── Material for this task

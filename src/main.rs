//! AuditGate - audit request admission, deduplication, pricing and
//! orchestration.
//!
//! The binary wires the pipeline from configuration and drives it from
//! newline-delimited JSON on stdin. Each line is an audit request; lines
//! with `"queue": true` are handed to the background drain loop instead of
//! being processed inline. Outcomes are written to stdout as JSON.

use std::sync::Arc;
use tokio::io::BufReader;

use audit_gate_analysis::RemoteAnalyzer;
use audit_gate_controller::{
    serve_lines, spawn_drain_loop, AuditCoordinatorBuilder, JobQueue, LogPublisher,
    WebhookPublisher,
};
use audit_gate_core::{config::AppConfig, ArtifactStore, Clock, Publisher, SystemClock};
use audit_gate_governance::LedgerNotarizer;
use audit_gate_store::{InMemoryArtifactStore, S3ArtifactStore};

#[tokio::main]
async fn main() -> anyhow::Result<()> {
    let config = AppConfig::load()?;
    audit_gate_governance::configure_tracing(config.logging.json)?;
    let metrics_handle = audit_gate_governance::setup_metrics_recorder()?;

    tracing::info!("Starting AuditGate v{}", env!("CARGO_PKG_VERSION"));

    let clock: Arc<dyn Clock> = Arc::new(SystemClock);

    // =========================================================================
    // Side-effect collaborators
    // =========================================================================
    let store: Arc<dyn ArtifactStore> = match S3ArtifactStore::from_config(&config.storage).await {
        Some(s3) => {
            tracing::info!(bucket = ?config.storage.s3_bucket, "Using S3 artifact store");
            Arc::new(s3)
        }
        None => {
            tracing::info!("Using in-memory artifact store");
            Arc::new(match &config.storage.public_base_url {
                Some(base) => {
                    InMemoryArtifactStore::with_base_url(format!("{}/", base.trim_end_matches('/')))
                }
                None => InMemoryArtifactStore::new(),
            })
        }
    };

    let side_effect_timeout = config.coordinator.side_effect_timeout();
    let publisher: Arc<dyn Publisher> = match &config.publisher.webhook_url {
        Some(url) => {
            tracing::info!(url = %url, "Publishing results to webhook");
            Arc::new(WebhookPublisher::new(url.clone(), side_effect_timeout)?)
        }
        None => Arc::new(LogPublisher),
    };

    // =========================================================================
    // Coordinator
    // =========================================================================
    let mut builder = AuditCoordinatorBuilder::new()
        .with_config(config.clone())
        .with_clock(clock.clone())
        .with_store(store)
        .with_notarizer(Arc::new(LedgerNotarizer::new(clock.clone())))
        .with_publisher(publisher);
    match RemoteAnalyzer::from_config(&config.analysis, config.coordinator.analysis_timeout())? {
        Some(remote) => {
            tracing::info!("Paid tiers use the remote analyzer");
            builder = builder.with_paid_analyzer(Arc::new(remote));
        }
        None => tracing::warn!("No remote analyzer configured, paid tiers fall back to local analysis"),
    }
    let coordinator = Arc::new(builder.build()?);

    let queue = Arc::new(JobQueue::with_retention(clock.clone(), config.drain.retained_jobs));
    let drain = spawn_drain_loop(coordinator.clone(), queue.clone(), config.drain.clone());

    // =========================================================================
    // Interactive producer
    // =========================================================================
    let interrupted = async {
        if let Err(e) = tokio::signal::ctrl_c().await {
            tracing::warn!(error = %e, "Cannot listen for interrupts");
            std::future::pending::<()>().await;
        }
    };
    let produced = serve_lines(
        BufReader::new(tokio::io::stdin()),
        tokio::io::stdout(),
        coordinator.clone(),
        queue.clone(),
        interrupted,
    )
    .await?;
    tracing::info!(
        submitted = produced.submitted,
        queued = produced.queued,
        malformed = produced.malformed,
        "Input closed"
    );

    drain.shutdown().await;
    let stats = queue.stats();
    tracing::info!(
        completed = stats.completed,
        failed = stats.failed,
        cancelled = stats.cancelled,
        total_fees_lamports = stats.total_fees_lamports,
        "AuditGate stopped"
    );
    tracing::debug!(metrics = %metrics_handle.render(), "Final metrics");
    Ok(())
}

────

**What to work on:**
Reproduce all of the material verbatim.

**Written reply:**
filename src/main.rs
//! AuditGate - audit request admission, deduplication, pricing and
//! orchestration.
//!
//! The binary wires the pipeline from configuration and drives it from
//! newline-delimited JSON on stdin. Each line is an audit request; lines
//! with `"queue": true` are handed to the background drain loop instead of
//! being processed inline. Outcomes are written to stdout as JSON.

use std::sync::Arc;
use tokio::io::BufReader;

use audit_gate_analysis::RemoteAnalyzer;
use audit_gate_controller::{
    serve_lines, spawn_drain_loop, AuditCoordinatorBuilder, JobQueue, LogPublisher,
    WebhookPublisher,
};
use audit_gate_core::{config::AppConfig, ArtifactStore, Clock, Publisher, SystemClock};
use audit_gate_governance::LedgerNotarizer;
use audit_gate_store::{InMemoryArtifactStore, S3ArtifactStore};

#[tokio::main]
async fn main() -> anyhow::Result<()> {
    let config = AppConfig::load()?;
    audit_gate_governance::configure_tracing(config.logging.json)?;
    let metrics_handle = audit_gate_governance::setup_metrics_recorder()?;

    tracing::info!("Starting AuditGate v{}", env!("CARGO_PKG_VERSION"));

    let clock: Arc<dyn Clock> = Arc::new(SystemClock);

    // =========================================================================
    // Side-effect collaborators
    // =========================================================================
    let store: Arc<dyn ArtifactStore> = match S3ArtifactStore::from_config(&config.storage).await {
        Some(s3) => {
            tracing::info!(bucket = ?config.storage.s3_bucket, "Using S3 artifact store");
            Arc::new(s3)
        }
        None => {
            tracing::info!("Using in-memory artifact store");
            Arc::new(match &config.storage.public_base_url {
                Some(base) => {
                    InMemoryArtifactStore::with_base_url(format!("{}/", base.trim_end_matches('/')))
                }
                None => InMemoryArtifactStore::new(),
            })
        }
    };

    let side_effect_timeout = config.coordinator.side_effect_timeout();
    let publisher: Arc<dyn Publisher> = match &config.publisher.webhook_url {
        Some(url) => {
            tracing::info!(url = %url, "Publishing results to webhook");
            Arc::new(WebhookPublisher::new(url.clone(), side_effect_timeout)?)
        }
        None => Arc::new(LogPublisher),
    };

    // =========================================================================
    // Coordinator
    // =========================================================================
    let mut builder = AuditCoordinatorBuilder::new()
        .with_config(config.clone())
        .with_clock(clock.clone())
        .with_store(store)
        .with_notarizer(Arc::new(LedgerNotarizer::new(clock.clone())))
        .with_publisher(publisher);
    match RemoteAnalyzer::from_config(&config.analysis, config.coordinator.analysis_timeout())? {
        Some(remote) => {
            tracing::info!("Paid tiers use the remote analyzer");
            builder = builder.with_paid_analyzer(Arc::new(remote));
        }
        None => tracing::warn!("No remote analyzer configured, paid tiers fall back to local analysis"),
    }
    let coordinator = Arc::new(builder.build()?);

    let queue = Arc::new(JobQueue::with_retention(clock.clone(), config.drain.retained_jobs));
    let drain = spawn_drain_loop(coordinator.clone(), queue.clone(), config.drain.clone());

    // =========================================================================
    // Interactive producer
    // =========================================================================
    let interrupted = async {
        if let Err(e) = tokio::signal::ctrl_c().await {
            tracing::warn!(error = %e, "Cannot listen for interrupts");
            std::future::pending::<()>().await;
        }
    };
    let produced = serve_lines(
        BufReader::new(tokio::io::stdin()),
        tokio::io::stdout(),
        coordinator.clone(),
        queue.clone(),
        interrupted,
    )
    .await?;
    tracing::info!(
        submitted = produced.submitted,
        queued = produced.queued,
        malformed = produced.malformed,
        "Input closed"
    );

    drain.shutdown().await;
    let stats = queue.stats();
    tracing::info!(
        completed = stats.completed,
        failed = stats.failed,
        cancelled = stats.cancelled,
        total_fees_lamports = stats.total_fees_lamports,
        "AuditGate stopped"
    );
    tracing::debug!(metrics = %metrics_handle.render(), "Final metrics");
    Ok(())
}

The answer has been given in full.